__WHAT TO PRODUCE__
Go over the records and copy every line with the string "ToolOutput".

Stored records:
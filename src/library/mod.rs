//! The download directory seen as a catalog of media files.

use futures_util::future::join_all;
use serde::Serialize;
use std::path::{Path, PathBuf};
use std::sync::Arc;

use crate::transcode::Transcoder;
use crate::utils::{extension_of, sanitize_filename, validate_file_name};
use crate::{AudioToolError, Result};

/// Extensions listed by the catalog
pub const MEDIA_EXTENSIONS: &[&str] = &["mp3", "wav", "flac", "m4a", "aac", "ogg", "wma", "mp4"];

/// One file in the download directory
#[derive(Debug, Clone, PartialEq, Serialize)]
pub struct MediaAsset {
    pub name: String,
    pub size_bytes: u64,
    /// Probed duration; 0 when it could not be determined
    pub duration_seconds: f64,
}

pub fn is_listed_media(name: &str) -> bool {
    !name.starts_with('.')
        && extension_of(name).is_some_and(|ext| MEDIA_EXTENSIONS.contains(&ext.as_str()))
}

pub struct Library {
    downloads: PathBuf,
    transcoder: Arc<Transcoder>,
}

impl Library {
    pub fn new(transcoder: Arc<Transcoder>) -> Self {
        Self {
            downloads: transcoder.dirs().downloads.clone(),
            transcoder,
        }
    }

    /// Every listed media file with its size and duration, sorted by name.
    /// Durations are probed concurrently; a failed probe reports 0.
    pub async fn list_assets(&self) -> Result<Vec<MediaAsset>> {
        fs_err::create_dir_all(&self.downloads)?;

        let mut entries = Vec::new();
        for entry in fs_err::read_dir(&self.downloads)? {
            let entry = entry?;
            if !entry.file_type()?.is_file() {
                continue;
            }
            let name = entry.file_name().to_string_lossy().into_owned();
            if !is_listed_media(&name) {
                continue;
            }
            let size_bytes = entry.metadata()?.len();
            entries.push((name, entry.path(), size_bytes));
        }
        entries.sort_by(|a, b| a.0.cmp(&b.0));

        let probes = entries.iter().map(|(name, path, _)| async move {
            match self.transcoder.probe_duration(path).await {
                Ok(duration) => duration,
                Err(e) => {
                    tracing::warn!("Could not probe {}: {}", name, e);
                    0.0
                }
            }
        });
        let durations = join_all(probes).await;

        Ok(entries
            .into_iter()
            .zip(durations)
            .map(|((name, _, size_bytes), duration_seconds)| MediaAsset {
                name,
                size_bytes,
                duration_seconds,
            })
            .collect())
    }

    /// Copy a local file into the download directory under a filesystem safe name
    pub async fn import_file(&self, path: &Path) -> Result<String> {
        if !path.is_file() {
            return Err(AudioToolError::NotFound(path.display().to_string()));
        }
        let original = path
            .file_name()
            .map(|name| name.to_string_lossy().into_owned())
            .ok_or_else(|| AudioToolError::InvalidInput(format!("{} has no file name", path.display())))?;

        let name = self.target_name(&original)?;
        fs_err::create_dir_all(&self.downloads)?;
        fs_err::copy(path, self.downloads.join(&name))?;

        tracing::info!("Imported {} as {}", path.display(), name);
        Ok(name)
    }

    fn target_name(&self, original: &str) -> Result<String> {
        let name = sanitize_filename(original.trim());
        validate_file_name(&name)?;
        if name.starts_with('.') {
            return Err(AudioToolError::InvalidInput(format!(
                "refusing to store hidden file {original:?}"
            )));
        }
        Ok(name)
    }
}

#[cfg(test)]
mod tests {
    use super::*;
    use crate::tools::{MockToolRunner, ToolOutput};
    use crate::transcode::tests::{probe_json, setup, transcoder};

    fn library(runner: MockToolRunner, dirs: crate::StorageDirs) -> Library {
        Library::new(Arc::new(transcoder(runner, dirs)))
    }

    #[test]
    fn test_listed_media_filter() {
        assert!(is_listed_media("song.MP3"));
        assert!(is_listed_media("clip.mp4"));
        assert!(!is_listed_media(".preview"));
        assert!(!is_listed_media(".hidden.mp3"));
        assert!(!is_listed_media("notes.txt"));
        assert!(!is_listed_media("stream.webm"));
    }

    #[tokio::test]
    async fn test_list_assets_probes_and_sorts() {
        let (_root, dirs) = setup();
        fs_err::write(dirs.downloads.join("b.wav"), b"0123456789").unwrap();
        fs_err::write(dirs.downloads.join("a.mp3"), b"01234").unwrap();
        fs_err::write(dirs.downloads.join("readme.txt"), b"x").unwrap();
        fs_err::write(dirs.downloads.join(".partial.mp3"), b"x").unwrap();
        fs_err::create_dir_all(&dirs.previews).unwrap();

        let mut runner = MockToolRunner::new();
        runner.expect_run().times(2).returning(|inv| {
            if inv.args.last().unwrap().ends_with("a.mp3") {
                Ok(ToolOutput::success(probe_json(61.5)))
            } else {
                Ok(ToolOutput::failure(1, "b.wav: Invalid data found when processing input"))
            }
        });

        let assets = library(runner, dirs).list_assets().await.unwrap();
        assert_eq!(assets.len(), 2);
        assert_eq!(assets[0].name, "a.mp3");
        assert_eq!(assets[0].size_bytes, 5);
        assert!((assets[0].duration_seconds - 61.5).abs() < 1e-9);
        assert_eq!(assets[1].name, "b.wav");
        assert_eq!(assets[1].size_bytes, 10);
        assert_eq!(assets[1].duration_seconds, 0.0);
    }

    #[tokio::test]
    async fn test_list_assets_creates_missing_directory() {
        let root = tempfile::tempdir().unwrap();
        let dirs = crate::StorageDirs::under(root.path());
        let assets = library(MockToolRunner::new(), dirs.clone()).list_assets().await.unwrap();
        assert!(assets.is_empty());
        assert!(dirs.downloads.is_dir());
    }

    #[tokio::test]
    async fn test_import_sanitizes_name() {
        let (root, dirs) = setup();
        let lib = library(MockToolRunner::new(), dirs.clone());

        let odd = root.path().join("my:song?.mp3");
        fs_err::write(&odd, b"data").unwrap();
        let name = lib.import_file(&odd).await.unwrap();
        assert_eq!(name, "my_song_.mp3");
        assert_eq!(fs_err::read(dirs.downloads.join(&name)).unwrap(), b"data");

        let hidden = root.path().join(".env");
        fs_err::write(&hidden, b"x").unwrap();
        assert!(matches!(
            lib.import_file(&hidden).await,
            Err(AudioToolError::InvalidInput(_))
        ));
        assert!(lib.target_name("..").is_err());
    }

    #[tokio::test]
    async fn test_import_file_copies_into_downloads() {
        let (root, dirs) = setup();
        let outside = root.path().join("Field Recording.wav");
        fs_err::write(&outside, b"pcm").unwrap();

        let lib = library(MockToolRunner::new(), dirs.clone());
        let name = lib.import_file(&outside).await.unwrap();
        assert!(dirs.downloads.join(&name).is_file());
        assert!(outside.is_file());

        let err = lib.import_file(&root.path().join("missing.wav")).await.unwrap_err();
        assert!(matches!(err, AudioToolError::NotFound(_)));
    }
}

__REPLY TO THE TASK__
    use crate::tools::{MockToolRunner, ToolOutput};
                Ok(ToolOutput::success(probe_json(61.5)))
                Ok(ToolOutput::failure(1, "b.wav: Invalid data found when processing input"))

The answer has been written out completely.